Thursday, September 1, 2011
Car Of The Day: September 1, 2011
Today's car of the day is Siku's 1980 Audi 200.
The Audi 100 and Audi 200 are mid-sized automobiles manufactured for model years 1968–1994 by Audi, a division of the Volkswagen Group. The C3 model of the Audi 100 was sold in the United States as the Audi 5000 until 1988.
For more information and pictures of the real car please visit: Audi 200
Another car from the five pack I picked up at a recent train show.
The restyled C2 Audi 100 was launched in 1976, with an in-line five-cylinder engine (the first gasoline 5 in the world – Mercedes-Benz had shown the way in 1974 with their three litre diesel 5-cyl in the Mercedes-Benz C111). It was initially a 100 PS (74 kW) engine offering "6-cylinder power and 4-cylinder economy", and later upgraded to 136 PS (100 kW).
The Coupé was discontinued, but a five-door hatchback model, the 100 Avant, was launched in August 1977 as part of this generation. The mainstay of the range remained the four-door sedan model. A two-door sedan version was offered, primarily on the domestic market, from 1977, but by now there was little demand, even in Germany, for large two door sedans: few of these two door Audi 100 C2s were sold.
At the end of September 1977, the Audi 100 became the manufacturer's first model to reach a production level of 1,000,000 units. The millionth Audi 100 was a hatchback Audi 100 Avant assembled not at the company's main Ingolstadt plant but to the west, at the Neckarsulm factory which, since the demise of the mainstream volume models from the NSU range, had been concentrating on providing additional production capacity for the fast selling Audi range.
During model years 1982–1987, Audi's U.S. sales fell after a series of recalls of Audi 5000 models associated with reported incidents of sudden unintended acceleration linked to six deaths and 700 accidents. At the time, National Highway Traffic Safety Administration (NHTSA) was investigating 50 car models from 20 manufacturers for sudden surges of power.
60 Minutes aired a report titled Out of Control on November 23, 1986, featuring interviews with six people who had sued Audi after reporting unintended acceleration, including footage of an Audi 5000 ostensibly displaying a surge of acceleration while the brake pedal was depressed. Subsequent investigation revealed that 60 Minutes had not disclosed they had engineered the vehicle's behavior – fitting a canister of compressed air on the passenger-side floor, to pump fluid via a hose to a hole drilled into the transmission – the arrangement executed by one of the experts who had testified on behalf of a plaintiff in a then pending lawsuit against Audi's parent company.

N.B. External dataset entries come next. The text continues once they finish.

//! Write pipeline: prepare -> sign -> send -> wait
//!
//! Each stage consumes the previous stage's output, so the order is fixed
//! by the types.

use alloy_dyn_abi::DynSolValue;
use alloy_primitives::{Address, B256, U256};
use tracing::{debug, info};

use super::contract::ContractClient;
use crate::domain::chain::{CallRequest, ChainId, Receipt, UnsignedTransaction};
use crate::domain::transaction::{ExecuteOptions, Execution, PreparedTransaction, SignedTransaction};
use crate::error::{EndpointError, Error, Result};
use crate::infrastructure::abi::{encode_call, resolve_function};

impl ContractClient {
    /// Simulate a state-changing call and gather everything needed to sign it
    ///
    /// The simulation runs from the signer's account when one is bound.
    /// Reverts during simulation or estimation are decoded into contract
    /// faults when the decoder recognizes them.
    pub async fn prepare(
        &self,
        address: Address,
        function: &str,
        args: &[DynSolValue],
    ) -> Result<PreparedTransaction> {
        self.prepare_with_value(address, function, args, U256::ZERO).await
    }

    /// `prepare` for a payable function
    pub async fn prepare_with_value(
        &self,
        address: Address,
        function: &str,
        args: &[DynSolValue],
        value: U256,
    ) -> Result<PreparedTransaction> {
        let chain_id = self.chain_id();
        let abi_function = resolve_function(self.abi(), function, args.len())?;
        let data = encode_call(abi_function, args)?;
        let account = self.account();

        let mut request = CallRequest::new(address, data).from(account);
        request.value = value;

        debug!(%chain_id, %address, function, "simulating transaction");
        self.endpoint()
            .call(request.clone())
            .await
            .map_err(|err| self.reader.classify(err))?;

        let endpoint = self.endpoint();
        let nonce = async {
            match account {
                Some(account) => endpoint.nonce(account).await.map(Some),
                None => Ok::<_, EndpointError>(None),
            }
        };
        let (gas_estimate, fees, nonce) = futures::try_join!(
            endpoint.estimate_gas(request.clone()),
            endpoint.estimate_fees(),
            nonce,
        )
        .map_err(|err| self.reader.classify(err))?;

        debug!(%chain_id, gas_estimate, ?nonce, "transaction prepared");

        Ok(PreparedTransaction {
            request: UnsignedTransaction {
                from: account,
                to: request.to,
                data: request.data,
                value: request.value,
                gas_limit: gas_estimate,
                max_fee_per_gas: fees.max_fee_per_gas,
                max_priority_fee_per_gas: fees.max_priority_fee_per_gas,
                nonce,
            },
            chain_id,
            gas_estimate,
        })
    }

    /// Sign a prepared transaction with the bound signer
    pub async fn sign(&self, prepared: PreparedTransaction) -> Result<SignedTransaction> {
        self.ensure_chain(prepared.chain_id)?;
        let chain_id = prepared.chain_id;

        let signer = self
            .signer
            .as_ref()
            .ok_or(Error::SignerRequired { chain_id })?;
        let account = signer.account().ok_or(Error::AccountRequired { chain_id })?;

        let mut request = prepared.request;
        request.from.get_or_insert(account);

        let raw = signer.sign_transaction(&request, chain_id).await?;
        Ok(SignedTransaction { raw, chain_id })
    }

    /// Broadcast a signed transaction
    pub async fn send(&self, signed: SignedTransaction) -> Result<B256> {
        self.ensure_chain(signed.chain_id)?;

        let hash = self.endpoint().broadcast(signed.raw).await?;
        info!(chain_id = %signed.chain_id, %hash, "transaction sent");
        Ok(hash)
    }

    /// Wait until a sent transaction is mined
    pub async fn wait_for_receipt(&self, hash: B256) -> Result<Receipt> {
        let receipt = self.endpoint().wait_for_receipt(hash).await?;
        info!(
            chain_id = %self.chain_id(),
            %hash,
            block = ?receipt.block_number,
            success = receipt.success,
            "transaction mined"
        );
        Ok(receipt)
    }

    /// prepare, sign, send, and optionally wait
    pub async fn execute(
        &self,
        address: Address,
        function: &str,
        args: &[DynSolValue],
        options: ExecuteOptions,
    ) -> Result<Execution> {
        let prepared = self.prepare(address, function, args).await?;
        let signed = self.sign(prepared).await?;
        let hash = self.send(signed).await?;

        if options.wait_for_receipt {
            Ok(Execution::Confirmed(self.wait_for_receipt(hash).await?))
        } else {
            Ok(Execution::Submitted(hash))
        }
    }

    fn ensure_chain(&self, actual: ChainId) -> Result<()> {
        let expected = self.chain_id();
        if actual != expected {
            return Err(Error::ChainMismatch { expected, actual });
        }
        Ok(())
    }
}
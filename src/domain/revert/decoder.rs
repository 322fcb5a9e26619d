//! Revert decoder trait, decoded fault types and the decoder chain

use std::fmt;
use std::sync::Arc;

use alloy_primitives::{Bytes, U256};
use serde::{Deserialize, Serialize};

/// A decoded error argument
#[derive(Debug, Clone, PartialEq, Eq, Serialize, Deserialize)]
pub struct DecodedArg {
    /// Parameter name (or "arg{n}" if unnamed)
    pub name: String,
    /// Solidity type (e.g., "address", "uint256", "(uint256,address)")
    pub kind: String,
    /// Decoded value as a formatted string
    pub value: String,
}

/// What a revert payload was recognized as
#[derive(Debug, Clone, PartialEq, Eq)]
pub enum RevertReason {
    /// A named custom error, e.g. `InsufficientBalance(uint256,uint256)`
    Custom {
        name: String,
        signature: String,
        arguments: Vec<DecodedArg>,
    },
    /// Legacy `Error(string)` revert
    Message(String),
    /// Compiler-inserted `Panic(uint256)`
    Panic { code: U256, description: Option<String> },
    /// Payload was not recognized by any specific decoder
    Unrecognized,
}

/// A contract revert translated into a typed fault
#[derive(Debug, Clone, PartialEq, Eq)]
pub struct ContractFault {
    pub reason: RevertReason,
    /// Raw revert payload
    pub data: Bytes,
}

impl ContractFault {
    pub fn new(reason: RevertReason, data: impl Into<Bytes>) -> Self {
        Self {
            reason,
            data: data.into(),
        }
    }

    /// Generic fault for a payload nobody recognized
    pub fn unrecognized(data: impl Into<Bytes>) -> Self {
        Self::new(RevertReason::Unrecognized, data)
    }

    /// Custom error name, if this is a custom error
    pub fn name(&self) -> Option<&str> {
        match &self.reason {
            RevertReason::Custom { name, .. } => Some(name),
            _ => None,
        }
    }

    /// Check for a custom error by name
    pub fn is(&self, name: &str) -> bool {
        self.name() == Some(name)
    }
}

impl fmt::Display for ContractFault {
    fn fmt(&self, f: &mut fmt::Formatter<'_>) -> fmt::Result {
        match &self.reason {
            RevertReason::Custom {
                name, arguments, ..
            } => {
                let args: Vec<String> = arguments
                    .iter()
                    .map(|arg| format!("{}: {}", arg.name, arg.value))
                    .collect();
                write!(f, "execution reverted: {}({})", name, args.join(", "))
            }
            RevertReason::Message(message) => write!(f, "execution reverted: {}", message),
            RevertReason::Panic { code, description } => match description {
                Some(description) => write!(f, "panic 0x{:x}: {}", code, description),
                None => write!(f, "panic 0x{:x}", code),
            },
            RevertReason::Unrecognized => {
                write!(f, "execution reverted with data 0x{}", hex::encode(&self.data))
            }
        }
    }
}

impl std::error::Error for ContractFault {}

/// Turns raw revert bytes into a typed fault
///
/// Returning `None` means "not mine"; the next decoder in a chain gets a
/// turn.
pub trait RevertDecoder: Send + Sync + 'static {
    fn decode(&self, data: &[u8]) -> Option<ContractFault>;
}

impl<F> RevertDecoder for F
where
    F: Fn(&[u8]) -> Option<ContractFault> + Send + Sync + 'static,
{
    fn decode(&self, data: &[u8]) -> Option<ContractFault> {
        self(data)
    }
}

/// Ordered set of decoders, first match wins
///
/// A chain is itself a decoder, so chains nest.
#[derive(Clone, Default)]
pub struct DecoderChain {
    decoders: Vec<Arc<dyn RevertDecoder>>,
}

impl DecoderChain {
    pub fn new() -> Self {
        Self::default()
    }

    /// Append a decoder after the existing ones
    pub fn with(mut self, decoder: impl RevertDecoder) -> Self {
        self.decoders.push(Arc::new(decoder));
        self
    }

    /// Append an already shared decoder
    pub fn with_shared(mut self, decoder: Arc<dyn RevertDecoder>) -> Self {
        self.decoders.push(decoder);
        self
    }

    pub fn len(&self) -> usize {
        self.decoders.len()
    }

    pub fn is_empty(&self) -> bool {
        self.decoders.is_empty()
    }
}

impl RevertDecoder for DecoderChain {
    fn decode(&self, data: &[u8]) -> Option<ContractFault> {
        self.decoders.iter().find_map(|decoder| decoder.decode(data))
    }
}

impl fmt::Debug for DecoderChain {
    fn fmt(&self, f: &mut fmt::Formatter<'_>) -> fmt::Result {
        f.debug_struct("DecoderChain")
            .field("decoders", &self.decoders.len())
            .finish()
    }
}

Audi initially responded by suggesting that the drivers of the cars involved in the incidents were at fault, because they had stepped on the accelerator pedal rather than the brake. Subsequently, the National Highway Traffic Safety Administration (NHTSA) concluded that the majority of unintended acceleration cases, including all the ones that prompted the 60 Minutes report, were caused by driver error such as confusion of pedals. CBS did not acknowledge the test results of involved government agencies, but did acknowledge the similar results of another study. However, Audi's assertion that the driver was at fault was a poor public relations strategy. In 2009, when Toyota was involved in similar unintended acceleration problems, the company spokesman said “the lesson from Audi is no matter how convinced you are that the driver has made a mistake, it is very sensitive to suggest.” Toyota's press release was carefully crafted such that it "acknowledged rare problems with its accelerators, it was leaving itself room to argue later that sometimes drivers were at fault – while pointedly avoiding saying so directly".
With the series of recall campaigns, Audi made several modifications; the first adjusted the distance between the brake and accelerator pedal on automatic-transmission models. Later repairs, of 250,000 cars dating back to 1978, added a device requiring the driver to press the brake pedal before shifting out of park. As a byproduct of sudden unintended acceleration, vehicles now include gear stick patterns and brake interlock mechanisms to prevent inadvertent gear selection.
Audi’s U.S. sales, which had reached 74,061 in 1985, dropped to 12,283 in 1991 and remained level for three years. – with resale values falling dramatically. Audi subsequently offered increased warranty protection and renamed the affected models – with the 5000 becoming the 100 and 200 in 1989. The company only reached the same level of U.S. sales again by model year 2000.
As of early 2010, a class-action lawsuit – dealing with a charge that on account of the sudden acceleration controversy, Audi models had lost resale value – filed in 1987 by about 7,500 Audi Audi 5000-model owners remains unsettled and is currently contested in county court in Chicago after appeals at the Illinois state and U.S. federal levels.